The baby boomers who are old enough to remember when the Saints spent their first-round pick on Texas kicker/punter Russell Erxleben cringed at the thought of wasting draft picks on a punter.
Erxleben didn't boom very many in New Orleans.
He remains today the Saints all-time Titanic of draft choices. The worst draft pick in team history.
Drafted to handle both the kickoff and punting duties, Erxleben was reduced to punting only. He was an average NFL punter at best.
Another surprising aspect of the Morstead selection was that incumbent punter Glenn Pakulak was coming off of a solid year in 2008 but Sean Payton was in search of a "hang-time type of guy."
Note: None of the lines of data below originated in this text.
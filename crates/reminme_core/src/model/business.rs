//! Businesses, their contacts, notes and org chart.
//!
//! # Invariants
//! - Only `Business::name` is required; every other attribute is nullable.
//! - Org charts are saved as a whole set (replace semantics). Keys inside an
//!   `OrgChartDraft` are client-side references, never persisted ids.

use super::{clean_optional, require_text, RecordId, Tags, UserId, ValidationError};
use serde::{Deserialize, Serialize};
use std::collections::BTreeSet;

#[derive(Debug, Clone, PartialEq, Eq, Serialize, Deserialize)]
pub struct Business {
    pub id: RecordId,
    pub user_id: UserId,
    pub name: String,
    pub industry: Option<String>,
    pub stage: Option<String>,
    pub website: Option<String>,
    pub description: Option<String>,
    pub notes: Option<String>,
    pub created_at: i64,
    pub updated_at: i64,
}

#[derive(Debug, Clone, Default, PartialEq, Eq, Deserialize)]
#[serde(default)]
pub struct BusinessDraft {
    pub name: String,
    pub industry: Option<String>,
    pub stage: Option<String>,
    pub website: Option<String>,
    pub description: Option<String>,
    pub notes: Option<String>,
}

impl BusinessDraft {
    pub fn named(name: impl Into<String>) -> Self {
        Self {
            name: name.into(),
            ..Self::default()
        }
    }

    pub fn cleaned(self) -> Result<Self, ValidationError> {
        require_text("name", &self.name)?;
        Ok(Self {
            name: self.name.trim().to_string(),
            industry: clean_optional(self.industry),
            stage: clean_optional(self.stage),
            website: clean_optional(self.website),
            description: clean_optional(self.description),
            notes: clean_optional(self.notes),
        })
    }
}

/// Contact at a business. Distinct from the owner's personal `Person` list.
#[derive(Debug, Clone, PartialEq, Eq, Serialize, Deserialize)]
pub struct BusinessPerson {
    pub id: RecordId,
    pub business_id: RecordId,
    pub name: String,
    pub role: Option<String>,
    pub email: Option<String>,
    pub notes: Option<String>,
    pub created_at: i64,
    pub updated_at: i64,
}

#[derive(Debug, Clone, Default, PartialEq, Eq, Deserialize)]
#[serde(default)]
pub struct BusinessPersonDraft {
    pub name: String,
    pub role: Option<String>,
    pub email: Option<String>,
    pub notes: Option<String>,
}

impl BusinessPersonDraft {
    pub fn cleaned(self) -> Result<Self, ValidationError> {
        require_text("name", &self.name)?;
        Ok(Self {
            name: self.name.trim().to_string(),
            role: clean_optional(self.role),
            email: clean_optional(self.email),
            notes: clean_optional(self.notes),
        })
    }
}

#[derive(Debug, Clone, PartialEq, Eq, Serialize, Deserialize)]
pub struct BusinessNote {
    pub id: RecordId,
    pub business_id: RecordId,
    pub content: String,
    #[serde(flatten)]
    pub tags: Tags,
    pub created_at: i64,
}

#[derive(Debug, Clone, PartialEq, Eq, Serialize)]
pub struct OrgChartPerson {
    pub id: RecordId,
    pub name: String,
    pub title: Option<String>,
    pub reports_to: Option<RecordId>,
    pub position: i64,
}

#[derive(Debug, Clone, PartialEq, Eq, Serialize)]
pub struct OrgChartTeam {
    pub id: RecordId,
    pub name: String,
    pub position: i64,
    pub member_ids: Vec<RecordId>,
}

#[derive(Debug, Clone, PartialEq, Eq, Serialize)]
pub struct OrgChartMeeting {
    pub id: RecordId,
    pub title: String,
    pub cadence: Option<String>,
    pub team_id: Option<RecordId>,
    pub position: i64,
}

/// Persisted org chart for one business.
#[derive(Debug, Clone, PartialEq, Eq, Serialize)]
pub struct OrgChart {
    pub business_id: RecordId,
    pub people: Vec<OrgChartPerson>,
    pub teams: Vec<OrgChartTeam>,
    pub meetings: Vec<OrgChartMeeting>,
}

#[derive(Debug, Clone, Default, PartialEq, Eq, Deserialize)]
#[serde(default)]
pub struct OrgPersonDraft {
    /// Client-side reference used by `reports_to` and team membership.
    pub key: Option<String>,
    pub name: String,
    pub title: Option<String>,
    pub reports_to: Option<String>,
}

#[derive(Debug, Clone, Default, PartialEq, Eq, Deserialize)]
#[serde(default)]
pub struct OrgTeamDraft {
    pub key: Option<String>,
    pub name: String,
    pub member_keys: Vec<String>,
}

#[derive(Debug, Clone, Default, PartialEq, Eq, Deserialize)]
#[serde(default)]
pub struct OrgMeetingDraft {
    pub title: String,
    pub cadence: Option<String>,
    pub team_key: Option<String>,
}

/// Full replacement payload for an org chart.
#[derive(Debug, Clone, Default, PartialEq, Eq, Deserialize)]
#[serde(default)]
pub struct OrgChartDraft {
    pub people: Vec<OrgPersonDraft>,
    pub teams: Vec<OrgTeamDraft>,
    pub meetings: Vec<OrgMeetingDraft>,
}

impl OrgChartDraft {
    /// Checks required names and that every key reference resolves.
    pub fn validate(&self) -> Result<(), ValidationError> {
        let mut person_keys = BTreeSet::new();
        for person in &self.people {
            require_text("people.name", &person.name)?;
            if let Some(key) = person.key.as_deref() {
                if !person_keys.insert(key) {
                    return Err(ValidationError::new("people.key", "must be unique"));
                }
            }
        }
        for person in &self.people {
            if let Some(target) = person.reports_to.as_deref() {
                if !person_keys.contains(target) {
                    return Err(ValidationError::new(
                        "people.reports_to",
                        "must reference a person key in the same chart",
                    ));
                }
                if person.key.as_deref() == Some(target) {
                    return Err(ValidationError::new(
                        "people.reports_to",
                        "cannot reference the same person",
                    ));
                }
            }
        }

        let mut team_keys = BTreeSet::new();
        for team in &self.teams {
            require_text("teams.name", &team.name)?;
            if let Some(key) = team.key.as_deref() {
                if !team_keys.insert(key) {
                    return Err(ValidationError::new("teams.key", "must be unique"));
                }
            }
            if team
                .member_keys
                .iter()
                .any(|member| !person_keys.contains(member.as_str()))
            {
                return Err(ValidationError::new(
                    "teams.member_keys",
                    "must reference person keys in the same chart",
                ));
            }
        }

        for meeting in &self.meetings {
            require_text("meetings.title", &meeting.title)?;
            if let Some(team_key) = meeting.team_key.as_deref() {
                if !team_keys.contains(team_key) {
                    return Err(ValidationError::new(
                        "meetings.team_key",
                        "must reference a team key in the same chart",
                    ));
                }
            }
        }
        Ok(())
    }
}

#[cfg(test)]
mod tests {
    use super::{OrgChartDraft, OrgPersonDraft, OrgTeamDraft};

    fn person(key: &str, reports_to: Option<&str>) -> OrgPersonDraft {
        OrgPersonDraft {
            key: Some(key.to_string()),
            name: format!("person {key}"),
            title: None,
            reports_to: reports_to.map(str::to_string),
        }
    }

    #[test]
    fn org_chart_rejects_dangling_reports_to() {
        let draft = OrgChartDraft {
            people: vec![person("a", Some("missing"))],
            ..OrgChartDraft::default()
        };
        assert_eq!(draft.validate().unwrap_err().field, "people.reports_to");
    }

    #[test]
    fn org_chart_rejects_unknown_team_member() {
        let draft = OrgChartDraft {
            people: vec![person("a", None)],
            teams: vec![OrgTeamDraft {
                key: Some("t".to_string()),
                name: "Platform".to_string(),
                member_keys: vec!["b".to_string()],
            }],
            ..OrgChartDraft::default()
        };
        assert_eq!(draft.validate().unwrap_err().field, "teams.member_keys");
    }

    #[test]
    fn empty_org_chart_is_valid() {
        assert!(OrgChartDraft::default().validate().is_ok());
    }
}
Morstead first caught the Saints' eye on pro day at SMU when he lofted one into the heavenly skies with a 5.56 second hang time.
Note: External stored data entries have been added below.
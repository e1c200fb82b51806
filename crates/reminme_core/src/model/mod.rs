//! Domain model for people, businesses, meetings and planning records.
//!
//! # Responsibility
//! - Define canonical data structures used by core business logic.
//! - Provide input drafts with field-level validation for write paths.
//!
//! # Invariants
//! - Every persisted record is identified by a stable `RecordId`.
//! - Every top-level record is owned by exactly one `UserId`.
//! - Calendar dates are ISO `YYYY-MM-DD` strings.

pub mod business;
pub mod meeting;
pub mod person;
pub mod planning;
pub mod strategy;

use chrono::NaiveDate;
use serde::{Deserialize, Serialize};
use std::collections::BTreeSet;
use std::error::Error;
use std::fmt::{Display, Formatter};
use uuid::Uuid;

/// Stable identifier for every persisted record.
pub type RecordId = Uuid;

/// Stable identifier of the authenticated owner.
pub type UserId = Uuid;

/// Maximum values kept per tag array.
pub const MAX_TAGS_PER_KIND: usize = 10;

/// Field-level validation failure for a write payload.
#[derive(Debug, Clone, PartialEq, Eq)]
pub struct ValidationError {
    /// Wire name of the offending field.
    pub field: &'static str,
    /// Short human-readable reason.
    pub reason: &'static str,
}

impl ValidationError {
    pub fn new(field: &'static str, reason: &'static str) -> Self {
        Self { field, reason }
    }
}

impl Display for ValidationError {
    fn fmt(&self, f: &mut Formatter<'_>) -> std::fmt::Result {
        write!(f, "`{}` {}", self.field, self.reason)
    }
}

impl Error for ValidationError {}

/// AI-derived metadata attached to free-text records.
#[derive(Debug, Clone, Default, PartialEq, Eq, Serialize, Deserialize)]
pub struct Tags {
    #[serde(default)]
    pub keywords: Vec<String>,
    #[serde(default)]
    pub entities: Vec<String>,
    #[serde(default)]
    pub industries: Vec<String>,
}

impl Tags {
    /// Returns whether no metadata is attached.
    pub fn is_empty(&self) -> bool {
        self.keywords.is_empty() && self.entities.is_empty() && self.industries.is_empty()
    }

    /// Trims, drops blanks, dedupes case-insensitively and caps every array.
    pub fn normalized(self) -> Self {
        Self {
            keywords: normalize_tag_values(self.keywords),
            entities: normalize_tag_values(self.entities),
            industries: normalize_tag_values(self.industries),
        }
    }
}

fn normalize_tag_values(values: Vec<String>) -> Vec<String> {
    let mut seen = BTreeSet::new();
    let mut result = Vec::new();
    for value in values {
        let trimmed = value.trim();
        if trimmed.is_empty() {
            continue;
        }
        if seen.insert(trimmed.to_lowercase()) {
            result.push(trimmed.to_string());
        }
        if result.len() == MAX_TAGS_PER_KIND {
            break;
        }
    }
    result
}

/// Free-text payload shared by memories and note records.
#[derive(Debug, Clone, Default, PartialEq, Eq, Deserialize)]
#[serde(default)]
pub struct ContentDraft {
    pub content: String,
}

impl ContentDraft {
    pub fn cleaned(self) -> Result<Self, ValidationError> {
        require_text("content", &self.content)?;
        Ok(Self {
            content: self.content.trim().to_string(),
        })
    }
}

/// Rejects empty or whitespace-only required text.
pub fn require_text(field: &'static str, value: &str) -> Result<(), ValidationError> {
    if value.trim().is_empty() {
        return Err(ValidationError::new(field, "is required"));
    }
    Ok(())
}

/// Validates an optional ISO date.
pub fn validate_optional_date(
    field: &'static str,
    value: Option<&str>,
) -> Result<(), ValidationError> {
    match value {
        Some(text) => parse_date(text)
            .map(|_| ())
            .ok_or_else(|| ValidationError::new(field, "must be a YYYY-MM-DD date")),
        None => Ok(()),
    }
}

/// Parses an ISO `YYYY-MM-DD` date.
pub fn parse_date(value: &str) -> Option<NaiveDate> {
    NaiveDate::parse_from_str(value.trim(), "%Y-%m-%d").ok()
}

/// Trims optional text and maps blank values to `None`.
pub fn clean_optional(value: Option<String>) -> Option<String> {
    value.and_then(|text| {
        let trimmed = text.trim();
        if trimmed.is_empty() {
            None
        } else {
            Some(trimmed.to_string())
        }
    })
}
"For me," Morstead told The Times-Picayune last year, "the idea is getting to where you can do this on a consistent basis. For any punter, that's the name of the game. It's not the yardage, not how far your punts travel. It's how many yards the other teams return them."
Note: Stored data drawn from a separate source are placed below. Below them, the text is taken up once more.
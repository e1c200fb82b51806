//! Meetings and their child records.
//!
//! # Invariants
//! - Child rows (attendees, agenda, notes, questions, follow-ups) are owned
//!   through their meeting; they carry no `user_id` of their own.
//! - Context cards are owned directly and may outlive a deleted meeting.

use super::{
    clean_optional, require_text, validate_optional_date, RecordId, Tags, UserId, ValidationError,
};
use chrono::{DateTime, NaiveDate, NaiveDateTime};
use serde::{Deserialize, Serialize};

#[derive(Debug, Clone, Copy, Default, PartialEq, Eq, Serialize, Deserialize)]
#[serde(rename_all = "snake_case")]
pub enum MeetingStatus {
    #[default]
    Scheduled,
    Completed,
    Cancelled,
}

impl MeetingStatus {
    pub fn as_str(self) -> &'static str {
        match self {
            Self::Scheduled => "scheduled",
            Self::Completed => "completed",
            Self::Cancelled => "cancelled",
        }
    }

    pub fn parse(value: &str) -> Option<Self> {
        match value {
            "scheduled" => Some(Self::Scheduled),
            "completed" => Some(Self::Completed),
            "cancelled" => Some(Self::Cancelled),
            _ => None,
        }
    }
}

#[derive(Debug, Clone, PartialEq, Eq, Serialize, Deserialize)]
pub struct Meeting {
    pub id: RecordId,
    pub user_id: UserId,
    pub business_id: Option<RecordId>,
    pub title: String,
    pub scheduled_at: Option<String>,
    pub location: Option<String>,
    pub purpose: Option<String>,
    pub status: MeetingStatus,
    pub created_at: i64,
    pub updated_at: i64,
}

/// Create/update payload for a meeting. Inline attendees and agenda are only
/// honored on create.
#[derive(Debug, Clone, Default, PartialEq, Eq, Deserialize)]
#[serde(default)]
pub struct MeetingDraft {
    pub title: String,
    pub business_id: Option<RecordId>,
    pub scheduled_at: Option<String>,
    pub location: Option<String>,
    pub purpose: Option<String>,
    pub status: MeetingStatus,
    pub attendees: Vec<AttendeeDraft>,
    pub agenda: Vec<String>,
}

impl MeetingDraft {
    pub fn cleaned(self) -> Result<Self, ValidationError> {
        require_text("title", &self.title)?;
        let scheduled_at = clean_optional(self.scheduled_at);
        if let Some(value) = scheduled_at.as_deref() {
            if !is_meeting_time(value) {
                return Err(ValidationError::new(
                    "scheduled_at",
                    "must be an ISO date or date-time",
                ));
            }
        }
        let attendees = self
            .attendees
            .into_iter()
            .map(AttendeeDraft::cleaned)
            .collect::<Result<Vec<_>, _>>()?;
        let agenda = self
            .agenda
            .into_iter()
            .map(|item| item.trim().to_string())
            .filter(|item| !item.is_empty())
            .collect();
        Ok(Self {
            title: self.title.trim().to_string(),
            business_id: self.business_id,
            scheduled_at,
            location: clean_optional(self.location),
            purpose: clean_optional(self.purpose),
            status: self.status,
            attendees,
            agenda,
        })
    }
}

fn is_meeting_time(value: &str) -> bool {
    DateTime::parse_from_rfc3339(value).is_ok()
        || NaiveDateTime::parse_from_str(value, "%Y-%m-%dT%H:%M").is_ok()
        || NaiveDateTime::parse_from_str(value, "%Y-%m-%dT%H:%M:%S").is_ok()
        || NaiveDate::parse_from_str(value, "%Y-%m-%d").is_ok()
}

#[derive(Debug, Clone, PartialEq, Eq, Serialize, Deserialize)]
pub struct Attendee {
    pub id: RecordId,
    pub meeting_id: RecordId,
    pub person_id: Option<RecordId>,
    pub name: String,
    pub role: Option<String>,
}

#[derive(Debug, Clone, Default, PartialEq, Eq, Deserialize)]
#[serde(default)]
pub struct AttendeeDraft {
    pub person_id: Option<RecordId>,
    pub name: String,
    pub role: Option<String>,
}

impl AttendeeDraft {
    pub fn cleaned(self) -> Result<Self, ValidationError> {
        require_text("name", &self.name)?;
        Ok(Self {
            person_id: self.person_id,
            name: self.name.trim().to_string(),
            role: clean_optional(self.role),
        })
    }
}

/// Partial update for an attendee. Unset fields keep their value.
#[derive(Debug, Clone, Default, PartialEq, Eq, Deserialize)]
#[serde(default)]
pub struct AttendeePatch {
    pub person_id: Option<RecordId>,
    pub name: Option<String>,
    pub role: Option<String>,
}

impl AttendeePatch {
    pub fn validate(&self) -> Result<(), ValidationError> {
        if let Some(name) = self.name.as_deref() {
            require_text("name", name)?;
        }
        Ok(())
    }
}

#[derive(Debug, Clone, PartialEq, Eq, Serialize, Deserialize)]
pub struct AgendaItem {
    pub id: RecordId,
    pub meeting_id: RecordId,
    pub item: String,
    pub position: i64,
    pub completed: bool,
}

#[derive(Debug, Clone, Default, PartialEq, Eq, Deserialize)]
#[serde(default)]
pub struct AgendaItemPatch {
    pub item: Option<String>,
    pub completed: Option<bool>,
}

#[derive(Debug, Clone, PartialEq, Eq, Serialize, Deserialize)]
pub struct MeetingNote {
    pub id: RecordId,
    pub meeting_id: RecordId,
    pub content: String,
    #[serde(flatten)]
    pub tags: Tags,
    pub created_at: i64,
}

#[derive(Debug, Clone, PartialEq, Eq, Serialize, Deserialize)]
pub struct MeetingQuestion {
    pub id: RecordId,
    pub meeting_id: RecordId,
    pub question: String,
    pub category: Option<String>,
    pub answer: Option<String>,
    pub answered: bool,
    pub position: i64,
}

#[derive(Debug, Clone, Default, PartialEq, Eq, Deserialize)]
#[serde(default)]
pub struct QuestionDraft {
    pub question: String,
    pub category: Option<String>,
}

impl QuestionDraft {
    pub fn cleaned(self) -> Result<Self, ValidationError> {
        require_text("question", &self.question)?;
        Ok(Self {
            question: self.question.trim().to_string(),
            category: clean_optional(self.category),
        })
    }
}

#[derive(Debug, Clone, Default, PartialEq, Eq, Deserialize)]
#[serde(default)]
pub struct QuestionPatch {
    pub answer: Option<String>,
    pub answered: Option<bool>,
}

#[derive(Debug, Clone, PartialEq, Eq, Serialize, Deserialize)]
pub struct MeetingFollowUp {
    pub id: RecordId,
    pub meeting_id: RecordId,
    pub description: String,
    pub owner: Option<String>,
    pub due_date: Option<String>,
    pub completed: bool,
}

#[derive(Debug, Clone, Default, PartialEq, Eq, Deserialize)]
#[serde(default)]
pub struct MeetingFollowUpDraft {
    pub description: String,
    pub owner: Option<String>,
    pub due_date: Option<String>,
}

impl MeetingFollowUpDraft {
    pub fn cleaned(self) -> Result<Self, ValidationError> {
        require_text("description", &self.description)?;
        let due_date = clean_optional(self.due_date);
        validate_optional_date("due_date", due_date.as_deref())?;
        Ok(Self {
            description: self.description.trim().to_string(),
            owner: clean_optional(self.owner),
            due_date,
        })
    }
}

#[derive(Debug, Clone, Default, PartialEq, Eq, Deserialize)]
#[serde(default)]
pub struct MeetingFollowUpPatch {
    pub description: Option<String>,
    pub owner: Option<String>,
    pub completed: Option<bool>,
}

/// Prep card shown before or during a meeting.
#[derive(Debug, Clone, PartialEq, Eq, Serialize, Deserialize)]
pub struct ContextCard {
    pub id: RecordId,
    pub user_id: UserId,
    pub meeting_id: Option<RecordId>,
    pub person_id: Option<RecordId>,
    pub title: String,
    pub content: Option<String>,
    pub card_type: Option<String>,
    pub position: i64,
    pub created_at: i64,
    pub updated_at: i64,
}

#[derive(Debug, Clone, Default, PartialEq, Eq, Deserialize)]
#[serde(default)]
pub struct ContextCardDraft {
    pub meeting_id: Option<RecordId>,
    pub person_id: Option<RecordId>,
    pub title: String,
    pub content: Option<String>,
    pub card_type: Option<String>,
    pub position: Option<i64>,
}

impl ContextCardDraft {
    pub fn cleaned(self) -> Result<Self, ValidationError> {
        require_text("title", &self.title)?;
        Ok(Self {
            meeting_id: self.meeting_id,
            person_id: self.person_id,
            title: self.title.trim().to_string(),
            content: clean_optional(self.content),
            card_type: clean_optional(self.card_type),
            position: self.position,
        })
    }
}

/// Meeting with every child collection, used by detail reads.
#[derive(Debug, Clone, PartialEq, Eq, Serialize)]
pub struct MeetingDetail {
    #[serde(flatten)]
    pub meeting: Meeting,
    pub attendees: Vec<Attendee>,
    pub agenda: Vec<AgendaItem>,
    pub notes: Vec<MeetingNote>,
    pub questions: Vec<MeetingQuestion>,
    pub follow_ups: Vec<MeetingFollowUp>,
    pub context_cards: Vec<ContextCard>,
}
Morstead won the training camp battle with Pakulak and eventually added kickoff duties to his job description as well.
Although he only averaged 36 yards per punt in the regular season, Morstead punted 11 times in the Saints first two playoff games in 2009, leading the NFL with a net average of 45.0, and helping the Saints reach Super Bowl XLIV.
In what was probably the tipping point of the Super Bowl, Morstead opened the second half with an onside kick -- the first such kick outside the fourth quarter in Super Bowl history -- helping the Saints gain momentum and beat the Colts to earn their first championship.
While on its face, Payton's decision to have Morstead attempt appeared to be a brash move, it wasn't as risky as it may have appeared.
Credit special-teams coach Greg McMahon, who had been under fire from Saints fans all year, with detecting a Colts' trend of aligning 15 yards off the football during kickoffs and retreating quickly at the time of the kick.
This left about 10 yards of the field uncovered by the Colts as the Saints charged up field as soon as the ball left Morstead's toe. This play tipped momentum in the Saints favor as they outscored Indianapolis 25-7 in the second half.
It is one of the reasons Payton is credited with one of the greatest coaching jobs in Super Bowl history and it certainly justified the Saints decision to use a draft pick on a punter.
Because as you know most of those bastards are flakes and head cases but not Morstead.
"Timing is everything, and it starts with how well you get the process going by catching the snap," Morstead told Peter Finney back in May when he was just battling for a spot on the roster.
Indeed timing is everything and regardless of what happens from this point forward, Morstead's perfect timing tipped a Super Bowl Championship in New Orleans' favor and secured his place in NFL history.
Not bad for a 5th round draft pick out of SMU.